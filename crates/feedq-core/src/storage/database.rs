use sqlx::sqlite::{
    SqliteConnectOptions, SqliteJournalMode, SqlitePoolOptions, SqliteSynchronous,
};
use sqlx::{Pool, Sqlite};
use std::str::FromStr;
use std::time::Duration;

use crate::config::AppConfig;
use crate::Result;

/// Database connection pool wrapper
#[derive(Clone)]
pub struct Database {
    pool: Pool<Sqlite>,
}

impl Database {
    /// Connect using the configured connection string and run migrations
    pub async fn new(config: &AppConfig) -> Result<Self> {
        Self::connect(&config.database_url()).await
    }

    /// Connect to the given SQLite connection string and run migrations.
    ///
    /// In-memory databases live only as long as their connection, so they get
    /// a single connection that is never recycled.
    pub async fn connect(url: &str) -> Result<Self> {
        let in_memory = url.contains(":memory:") || url.contains("mode=memory");

        let mut options = SqliteConnectOptions::from_str(url)?
            .create_if_missing(true)
            .busy_timeout(Duration::from_secs(10));

        let pool_options = if in_memory {
            SqlitePoolOptions::new()
                .max_connections(1)
                .idle_timeout(None)
                .max_lifetime(None)
        } else {
            // Ensure the data directory exists
            if let Some(parent) = options.get_filename().parent() {
                if !parent.as_os_str().is_empty() {
                    std::fs::create_dir_all(parent)?;
                }
            }

            options = options
                .journal_mode(SqliteJournalMode::Wal)
                .synchronous(SqliteSynchronous::Normal);

            SqlitePoolOptions::new().max_connections(8)
        };

        tracing::info!("Connecting to database: {}", url);

        let pool = pool_options
            .acquire_timeout(Duration::from_secs(10))
            .connect_with(options)
            .await?;

        let db = Self { pool };
        db.run_migrations().await?;

        Ok(db)
    }

    /// Run database migrations
    pub async fn run_migrations(&self) -> Result<()> {
        tracing::debug!("Running database migrations...");

        sqlx::query(MIGRATION_001_ENTRIES)
            .execute(&self.pool)
            .await?;

        sqlx::query(MIGRATION_INDEXES)
            .execute(&self.pool)
            .await?;

        tracing::debug!("Database migrations completed");
        Ok(())
    }

    /// Get the connection pool
    pub fn pool(&self) -> &Pool<Sqlite> {
        &self.pool
    }

    /// Close every pooled connection. Further queries fail with a
    /// connectivity error.
    pub async fn close(&self) {
        tracing::info!("Closing database connection");
        self.pool.close().await;
    }
}

const MIGRATION_001_ENTRIES: &str = r#"
CREATE TABLE IF NOT EXISTS entries (
    id INTEGER PRIMARY KEY AUTOINCREMENT,
    url TEXT NOT NULL UNIQUE,
    rank INTEGER NOT NULL,
    title TEXT NOT NULL,
    last_fetch DATETIME NOT NULL,
    viewed INTEGER NOT NULL DEFAULT 0,
    saved INTEGER NOT NULL DEFAULT 0
)
"#;

const MIGRATION_INDEXES: &str = r#"
CREATE INDEX IF NOT EXISTS idx_entries_viewed ON entries(viewed);
CREATE INDEX IF NOT EXISTS idx_entries_last_fetch ON entries(last_fetch)
"#;
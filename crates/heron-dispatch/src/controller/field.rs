use super::{Controller, RelationshipTarget};
use crate::response::{PrimaryData, Response};
use heron_core::{HeronResult, Method, RequestBody, RequestContext};
use heron_path::JsonPath;
use heron_repository::ResourceRegistry;
use std::sync::Arc;

/// `GET /tasks/1/project`: returns the related resources themselves.
#[derive(Debug, Clone)]
pub struct FieldResourceGet {
    registry: Arc<ResourceRegistry>,
}

impl FieldResourceGet {
    /// Creates the controller.
    #[must_use]
    pub fn new(registry: Arc<ResourceRegistry>) -> Self {
        Self { registry }
    }
}

impl Controller for FieldResourceGet {
    fn name(&self) -> &'static str {
        "FieldResourceGet"
    }

    fn is_applicable(&self, path: &JsonPath, method: &Method) -> bool {
        matches!(path, JsonPath::FieldPath { .. }) && method == Method::GET
    }

    fn handle(
        &self,
        path: &JsonPath,
        context: &RequestContext,
        _body: Option<&RequestBody>,
    ) -> HeronResult<Response> {
        let target = RelationshipTarget::resolve(&self.registry, path)?;

        let data = if target.field.is_to_many() {
            PrimaryData::Resources(target.adapter.find_many_targets(target.source_id, context)?)
        } else {
            PrimaryData::optional(target.adapter.find_one_target(target.source_id, context)?)
        };
        Ok(Response::ok(data))
    }
}
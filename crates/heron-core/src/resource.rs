//! Resource values.
//!
//! Repositories exchange [`Resource`] values with the engine. A resource is a
//! type name, an optional [`ResourceId`] and a map of attributes. Identifiers
//! travel through paths and bodies as strings and are coerced with
//! [`IdType::parse`] once the owning resource type is known.

use crate::HeronError;
use serde::{Deserialize, Serialize, Serializer};
use serde_json::{Map, Value};
use std::fmt;
use uuid::Uuid;

/// The value type of a resource's identifier field.
#[derive(Debug, Clone, Copy, PartialEq, Eq, Hash, Default, Serialize, Deserialize)]
#[serde(rename_all = "snake_case")]
pub enum IdType {
    /// Signed 64-bit integer ids.
    #[default]
    Integer,
    /// Opaque string ids.
    String,
    /// UUID ids.
    Uuid,
}

impl IdType {
    /// Coerces a raw identifier into a typed [`ResourceId`].
    ///
    /// # Example
    ///
    /// ```
    /// use heron_core::{IdType, ResourceId};
    ///
    /// assert_eq!(IdType::Integer.parse("42").unwrap(), ResourceId::Integer(42));
    /// assert!(IdType::Integer.parse("forty-two").is_err());
    /// ```
    pub fn parse(&self, raw: &str) -> Result<ResourceId, HeronError> {
        let invalid = || HeronError::InvalidId {
            value: raw.to_string(),
            expected: self.to_string(),
        };

        match self {
            Self::Integer => raw.parse().map(ResourceId::Integer).map_err(|_| invalid()),
            Self::String if raw.is_empty() => Err(invalid()),
            Self::String => Ok(ResourceId::String(raw.to_string())),
            Self::Uuid => Uuid::parse_str(raw)
                .map(ResourceId::Uuid)
                .map_err(|_| invalid()),
        }
    }

    /// Coerces every identifier in order.
    pub fn parse_all<'a>(
        &self,
        raw: impl IntoIterator<Item = &'a str>,
    ) -> Result<Vec<ResourceId>, HeronError> {
        raw.into_iter().map(|id| self.parse(id)).collect()
    }
}

impl fmt::Display for IdType {
    fn fmt(&self, f: &mut fmt::Formatter<'_>) -> fmt::Result {
        f.write_str(match self {
            Self::Integer => "integer",
            Self::String => "string",
            Self::Uuid => "uuid",
        })
    }
}

/// A typed resource identifier.
///
/// Serializes as a string, as the protocol requires.
#[derive(Debug, Clone, PartialEq, Eq, Hash, PartialOrd, Ord)]
pub enum ResourceId {
    /// An integer id.
    Integer(i64),
    /// A string id.
    String(String),
    /// A UUID id.
    Uuid(Uuid),
}

impl ResourceId {
    /// Returns the id type of this value.
    #[must_use]
    pub const fn id_type(&self) -> IdType {
        match self {
            Self::Integer(_) => IdType::Integer,
            Self::String(_) => IdType::String,
            Self::Uuid(_) => IdType::Uuid,
        }
    }

    /// Returns the integer value, if this is an integer id.
    #[must_use]
    pub const fn as_i64(&self) -> Option<i64> {
        match self {
            Self::Integer(value) => Some(*value),
            _ => None,
        }
    }
}

impl fmt::Display for ResourceId {
    fn fmt(&self, f: &mut fmt::Formatter<'_>) -> fmt::Result {
        match self {
            Self::Integer(value) => write!(f, "{value}"),
            Self::String(value) => f.write_str(value),
            Self::Uuid(value) => write!(f, "{value}"),
        }
    }
}

impl Serialize for ResourceId {
    fn serialize<S: Serializer>(&self, serializer: S) -> Result<S::Ok, S::Error> {
        serializer.collect_str(self)
    }
}

impl From<i64> for ResourceId {
    fn from(value: i64) -> Self {
        Self::Integer(value)
    }
}

impl From<&str> for ResourceId {
    fn from(value: &str) -> Self {
        Self::String(value.to_string())
    }
}

impl From<Uuid> for ResourceId {
    fn from(value: Uuid) -> Self {
        Self::Uuid(value)
    }
}

/// A resource type and id pair, as used in relationship linkage.
#[derive(Debug, Clone, PartialEq, Eq, Hash, PartialOrd, Ord, Serialize, Deserialize)]
pub struct ResourceIdentifier {
    /// The resource type name.
    #[serde(rename = "type")]
    pub resource_type: String,
    /// The resource id, as a string.
    pub id: String,
}

impl ResourceIdentifier {
    /// Creates a new identifier.
    #[must_use]
    pub fn new(resource_type: impl Into<String>, id: impl Into<String>) -> Self {
        Self {
            resource_type: resource_type.into(),
            id: id.into(),
        }
    }
}

/// A domain object as seen by the engine.
///
/// # Example
///
/// ```
/// use heron_core::{Resource, ResourceId};
///
/// let task = Resource::new("tasks")
///     .with_attribute("name", "write docs")
///     .with_id(ResourceId::Integer(1));
///
/// assert_eq!(task.attribute("name").and_then(|v| v.as_str()), Some("write docs"));
/// assert_eq!(task.identifier().unwrap().id, "1");
/// ```
#[derive(Debug, Clone, PartialEq, Serialize)]
pub struct Resource {
    /// The resource type name.
    #[serde(rename = "type")]
    pub resource_type: String,
    /// The id, absent before the resource is first saved.
    #[serde(skip_serializing_if = "Option::is_none")]
    pub id: Option<ResourceId>,
    /// Attribute values keyed by field name.
    pub attributes: Map<String, Value>,
}

impl Resource {
    /// Creates an unsaved resource with no attributes.
    #[must_use]
    pub fn new(resource_type: impl Into<String>) -> Self {
        Self {
            resource_type: resource_type.into(),
            id: None,
            attributes: Map::new(),
        }
    }

    /// Sets the id.
    #[must_use]
    pub fn with_id(mut self, id: impl Into<ResourceId>) -> Self {
        self.id = Some(id.into());
        self
    }

    /// Sets an attribute.
    #[must_use]
    pub fn with_attribute(mut self, name: impl Into<String>, value: impl Into<Value>) -> Self {
        self.attributes.insert(name.into(), value.into());
        self
    }

    /// Returns an attribute value.
    #[must_use]
    pub fn attribute(&self, name: &str) -> Option<&Value> {
        self.attributes.get(name)
    }

    /// Overwrites attributes with every entry of `attributes`.
    pub fn merge_attributes(&mut self, attributes: &Map<String, Value>) {
        for (name, value) in attributes {
            self.attributes.insert(name.clone(), value.clone());
        }
    }

    /// Returns the linkage identifier, if the resource has an id.
    #[must_use]
    pub fn identifier(&self) -> Option<ResourceIdentifier> {
        self.id
            .as_ref()
            .map(|id| ResourceIdentifier::new(self.resource_type.clone(), id.to_string()))
    }
}
//! Protocol error documents.
//!
//! [`ErrorData`] is one entry of the protocol's `errors` array. It is built once
//! through [`ErrorDataBuilder`] and never mutated afterwards.

use serde::ser::SerializeMap;
use serde::{Serialize, Serializer};
use serde_json::Value;
use std::collections::BTreeMap;
use std::hash::{Hash, Hasher};

/// A single error object.
///
/// Equality and hashing are structural over every member, including `meta`.
///
/// # Example
///
/// ```
/// use heron_core::ErrorData;
///
/// let error = ErrorData::builder()
///     .status("404")
///     .code("RESOURCE_NOT_FOUND")
///     .title("Resource not found")
///     .source_parameter("id")
///     .build();
///
/// assert_eq!(error.status(), Some("404"));
/// assert_eq!(error.source_parameter(), Some("id"));
/// ```
#[derive(Debug, Clone, Default, PartialEq, Eq)]
pub struct ErrorData {
    id: Option<String>,
    about_link: Option<String>,
    status: Option<String>,
    code: Option<String>,
    title: Option<String>,
    detail: Option<String>,
    source_pointer: Option<String>,
    source_parameter: Option<String>,
    meta: BTreeMap<String, Value>,
}

impl ErrorData {
    /// Creates a new builder.
    #[must_use]
    pub fn builder() -> ErrorDataBuilder {
        ErrorDataBuilder::default()
    }

    /// A unique identifier for this occurrence of the problem.
    #[must_use]
    pub fn id(&self) -> Option<&str> {
        self.id.as_deref()
    }

    /// A link leading to further details about this occurrence.
    #[must_use]
    pub fn about_link(&self) -> Option<&str> {
        self.about_link.as_deref()
    }

    /// The HTTP status code, as a string.
    #[must_use]
    pub fn status(&self) -> Option<&str> {
        self.status.as_deref()
    }

    /// The application-specific error code.
    #[must_use]
    pub fn code(&self) -> Option<&str> {
        self.code.as_deref()
    }

    /// A short summary of the problem kind.
    #[must_use]
    pub fn title(&self) -> Option<&str> {
        self.title.as_deref()
    }

    /// An explanation specific to this occurrence.
    #[must_use]
    pub fn detail(&self) -> Option<&str> {
        self.detail.as_deref()
    }

    /// A JSON pointer to the offending member of the request document.
    #[must_use]
    pub fn source_pointer(&self) -> Option<&str> {
        self.source_pointer.as_deref()
    }

    /// The query parameter that caused the error.
    #[must_use]
    pub fn source_parameter(&self) -> Option<&str> {
        self.source_parameter.as_deref()
    }

    /// Non-standard meta information.
    #[must_use]
    pub fn meta(&self) -> &BTreeMap<String, Value> {
        &self.meta
    }
}

impl Hash for ErrorData {
    fn hash<H: Hasher>(&self, state: &mut H) {
        self.id.hash(state);
        self.about_link.hash(state);
        self.status.hash(state);
        self.code.hash(state);
        self.title.hash(state);
        self.detail.hash(state);
        self.source_pointer.hash(state);
        self.source_parameter.hash(state);
        // serde_json::Value has no Hash impl; its canonical text is stable for equal values.
        for (key, value) in &self.meta {
            key.hash(state);
            value.to_string().hash(state);
        }
    }
}

impl Serialize for ErrorData {
    fn serialize<S: Serializer>(&self, serializer: S) -> Result<S::Ok, S::Error> {
        let mut map = serializer.serialize_map(None)?;
        if let Some(id) = &self.id {
            map.serialize_entry("id", id)?;
        }
        if let Some(about) = &self.about_link {
            map.serialize_entry("links", &BTreeMap::from([("about", about)]))?;
        }
        if let Some(status) = &self.status {
            map.serialize_entry("status", status)?;
        }
        if let Some(code) = &self.code {
            map.serialize_entry("code", code)?;
        }
        if let Some(title) = &self.title {
            map.serialize_entry("title", title)?;
        }
        if let Some(detail) = &self.detail {
            map.serialize_entry("detail", detail)?;
        }
        if self.source_pointer.is_some() || self.source_parameter.is_some() {
            let mut source = BTreeMap::new();
            if let Some(pointer) = &self.source_pointer {
                source.insert("pointer", pointer);
            }
            if let Some(parameter) = &self.source_parameter {
                source.insert("parameter", parameter);
            }
            map.serialize_entry("source", &source)?;
        }
        if !self.meta.is_empty() {
            map.serialize_entry("meta", &self.meta)?;
        }
        map.end()
    }
}

/// Builder for [`ErrorData`].
#[derive(Debug, Default)]
pub struct ErrorDataBuilder {
    inner: ErrorData,
}

impl ErrorDataBuilder {
    /// Sets the occurrence identifier.
    #[must_use]
    pub fn id(mut self, id: impl Into<String>) -> Self {
        self.inner.id = Some(id.into());
        self
    }

    /// Sets the about link.
    #[must_use]
    pub fn about_link(mut self, link: impl Into<String>) -> Self {
        self.inner.about_link = Some(link.into());
        self
    }

    /// Sets the status code string.
    #[must_use]
    pub fn status(mut self, status: impl Into<String>) -> Self {
        self.inner.status = Some(status.into());
        self
    }

    /// Sets the application error code.
    #[must_use]
    pub fn code(mut self, code: impl Into<String>) -> Self {
        self.inner.code = Some(code.into());
        self
    }

    /// Sets the title.
    #[must_use]
    pub fn title(mut self, title: impl Into<String>) -> Self {
        self.inner.title = Some(title.into());
        self
    }

    /// Sets the detail.
    #[must_use]
    pub fn detail(mut self, detail: impl Into<String>) -> Self {
        self.inner.detail = Some(detail.into());
        self
    }

    /// Sets the source pointer.
    #[must_use]
    pub fn source_pointer(mut self, pointer: impl Into<String>) -> Self {
        self.inner.source_pointer = Some(pointer.into());
        self
    }

    /// Sets the source parameter.
    #[must_use]
    pub fn source_parameter(mut self, parameter: impl Into<String>) -> Self {
        self.inner.source_parameter = Some(parameter.into());
        self
    }

    /// Adds a meta entry.
    #[must_use]
    pub fn meta(mut self, key: impl Into<String>, value: impl Into<Value>) -> Self {
        self.inner.meta.insert(key.into(), value.into());
        self
    }

    /// Builds the error object.
    #[must_use]
    pub fn build(self) -> ErrorData {
        self.inner
    }
}

#[cfg(test)]
mod tests {
    use super::*;
    use std::collections::HashSet;

    fn sample() -> ErrorData {
        ErrorData::builder()
            .id("e-1")
            .about_link("https://errors.example.com/e-1")
            .status("422")
            .code("VALIDATION_ERROR")
            .title("Validation failed")
            .detail("name must not be blank")
            .source_pointer("/data/attributes/name")
            .meta("attempt", 2)
            .build()
    }

    #[test]
    fn test_structural_equality_and_hash() {
        let mut set = HashSet::new();
        set.insert(sample());
        set.insert(sample());
        assert_eq!(set.len(), 1);

        let other = ErrorData::builder().status("422").build();
        assert_ne!(sample(), other);
    }

    #[test]
    fn test_meta_participates_in_equality() {
        let a = ErrorData::builder().meta("attempt", 1).build();
        let b = ErrorData::builder().meta("attempt", 2).build();
        assert_ne!(a, b);
    }

    #[test]
    fn test_serialization_layout() {
        let json = serde_json::to_value(sample()).unwrap();
        assert_eq!(json["links"]["about"], "https://errors.example.com/e-1");
        assert_eq!(json["source"]["pointer"], "/data/attributes/name");
        assert_eq!(json["status"], "422");
        assert_eq!(json["meta"]["attempt"], 2);
        assert!(json.get("source").unwrap().get("parameter").is_none());
    }

    #[test]
    fn test_empty_members_are_omitted() {
        let json = serde_json::to_string(&ErrorData::builder().status("500").build()).unwrap();
        assert_eq!(json, r#"{"status":"500"}"#);
    }
}
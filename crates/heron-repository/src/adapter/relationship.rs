use crate::definition::RelationshipField;
use crate::discovery::MethodTable;
use crate::method::{Arg, Returned};
use crate::parameters::ParametersFactory;
use heron_core::{Capability, HeronResult, IdType, RequestContext, Resource, ResourceId};
use std::sync::Arc;

/// Typed access to the relationship capabilities serving one relationship
/// field.
///
/// Obtained from
/// [`ResourceRegistry::relationship_adapter`](crate::ResourceRegistry::relationship_adapter).
/// The field name is passed to every method as its [`FieldName`](crate::ParamSlot::FieldName)
/// argument, so a single repository can serve several relationships.
#[derive(Debug, Clone)]
pub struct RelationshipRepositoryAdapter {
    source_type: String,
    source_id_type: IdType,
    target_id_type: IdType,
    field: RelationshipField,
    methods: Arc<MethodTable>,
    factory: Arc<ParametersFactory>,
}

impl RelationshipRepositoryAdapter {
    pub(crate) fn new(
        source_type: String,
        source_id_type: IdType,
        target_id_type: IdType,
        field: RelationshipField,
        methods: Arc<MethodTable>,
        factory: Arc<ParametersFactory>,
    ) -> Self {
        Self {
            source_type,
            source_id_type,
            target_id_type,
            field,
            methods,
            factory,
        }
    }

    /// Returns the source resource type.
    #[must_use]
    pub fn source_type(&self) -> &str {
        &self.source_type
    }

    /// Returns the relationship field.
    #[must_use]
    pub const fn field(&self) -> &RelationshipField {
        &self.field
    }

    /// Returns the repository name.
    #[must_use]
    pub fn repository_name(&self) -> &str {
        self.methods.name()
    }

    /// Coerces a target id with the target type's id type.
    pub fn parse_target_id(&self, raw: &str) -> HeronResult<ResourceId> {
        self.target_id_type.parse(raw)
    }

    /// Fails with `CapabilityNotDeclared` unless the repository serves the
    /// capability.
    pub fn require(&self, capability: Capability) -> HeronResult<()> {
        self.methods.lookup(capability).map(|_| ())
    }

    /// Replaces the target of a to-one relation; `None` clears it.
    pub fn set_relation(
        &self,
        source_id: &str,
        target_id: Option<&str>,
        context: &RequestContext,
    ) -> HeronResult<()> {
        self.require(Capability::SetRelation)?;
        let target = target_id.map(|id| self.parse_target_id(id)).transpose()?;
        let prefix = vec![
            Arg::Id(self.parse_source(source_id)?),
            Arg::TargetId(target),
            self.field_arg(),
        ];
        self.invoke_unit(Capability::SetRelation, prefix, context)
    }

    /// Replaces the targets of a to-many relation.
    pub fn set_relations(
        &self,
        source_id: &str,
        target_ids: &[String],
        context: &RequestContext,
    ) -> HeronResult<()> {
        self.mutate_many(Capability::SetRelations, source_id, target_ids, context)
    }

    /// Adds targets to a to-many relation.
    pub fn add_relations(
        &self,
        source_id: &str,
        target_ids: &[String],
        context: &RequestContext,
    ) -> HeronResult<()> {
        self.mutate_many(Capability::AddRelations, source_id, target_ids, context)
    }

    /// Removes targets from a to-many relation. Absent targets are ignored
    /// by well-behaved repositories.
    pub fn remove_relations(
        &self,
        source_id: &str,
        target_ids: &[String],
        context: &RequestContext,
    ) -> HeronResult<()> {
        self.mutate_many(Capability::RemoveRelations, source_id, target_ids, context)
    }

    /// Resolves the target of a to-one relation.
    pub fn find_one_target(
        &self,
        source_id: &str,
        context: &RequestContext,
    ) -> HeronResult<Option<Resource>> {
        let capability = Capability::FindOneTarget;
        let prefix = vec![Arg::Id(self.parse_source(source_id)?), self.field_arg()];
        match self.methods.invoke(capability, prefix, context, &self.factory)? {
            Returned::OptionalResource(target) => Ok(target),
            Returned::Resource(target) => Ok(Some(target)),
            other => Err(self
                .methods
                .wrong_shape(capability, &other, "an optional resource")),
        }
    }

    /// Resolves the targets of a to-many relation.
    pub fn find_many_targets(
        &self,
        source_id: &str,
        context: &RequestContext,
    ) -> HeronResult<Vec<Resource>> {
        let capability = Capability::FindManyTargets;
        let prefix = vec![Arg::Id(self.parse_source(source_id)?), self.field_arg()];
        match self.methods.invoke(capability, prefix, context, &self.factory)? {
            Returned::Resources(targets) => Ok(targets),
            other => Err(self.methods.wrong_shape(capability, &other, "a resource list")),
        }
    }

    fn mutate_many(
        &self,
        capability: Capability,
        source_id: &str,
        target_ids: &[String],
        context: &RequestContext,
    ) -> HeronResult<()> {
        self.require(capability)?;
        let targets = self
            .target_id_type
            .parse_all(target_ids.iter().map(String::as_str))?;
        let prefix = vec![
            Arg::Id(self.parse_source(source_id)?),
            Arg::TargetIds(targets),
            self.field_arg(),
        ];
        self.invoke_unit(capability, prefix, context)
    }

    fn invoke_unit(
        &self,
        capability: Capability,
        prefix: Vec<Arg>,
        context: &RequestContext,
    ) -> HeronResult<()> {
        match self.methods.invoke(capability, prefix, context, &self.factory)? {
            Returned::Unit => Ok(()),
            other => Err(self.methods.wrong_shape(capability, &other, "unit")),
        }
    }

    fn parse_source(&self, raw: &str) -> HeronResult<ResourceId> {
        self.source_id_type.parse(raw)
    }

    fn field_arg(&self) -> Arg {
        Arg::FieldName(self.field.name().to_string())
    }
}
----------
### Exercise aim
Which lines belong in the answer? Exactly those from the first line of the entries through the line holding "connection pool wrapper", inclusive, copied unchanged.

### Your solution
filename crates/feedq-core/src/storage/database.rs
use sqlx::sqlite::{
    SqliteConnectOptions, SqliteJournalMode, SqlitePoolOptions, SqliteSynchronous,
};
use sqlx::{Pool, Sqlite};
use std::str::FromStr;
use std::time::Duration;

use crate::config::AppConfig;
use crate::Result;

/// Database connection pool wrapper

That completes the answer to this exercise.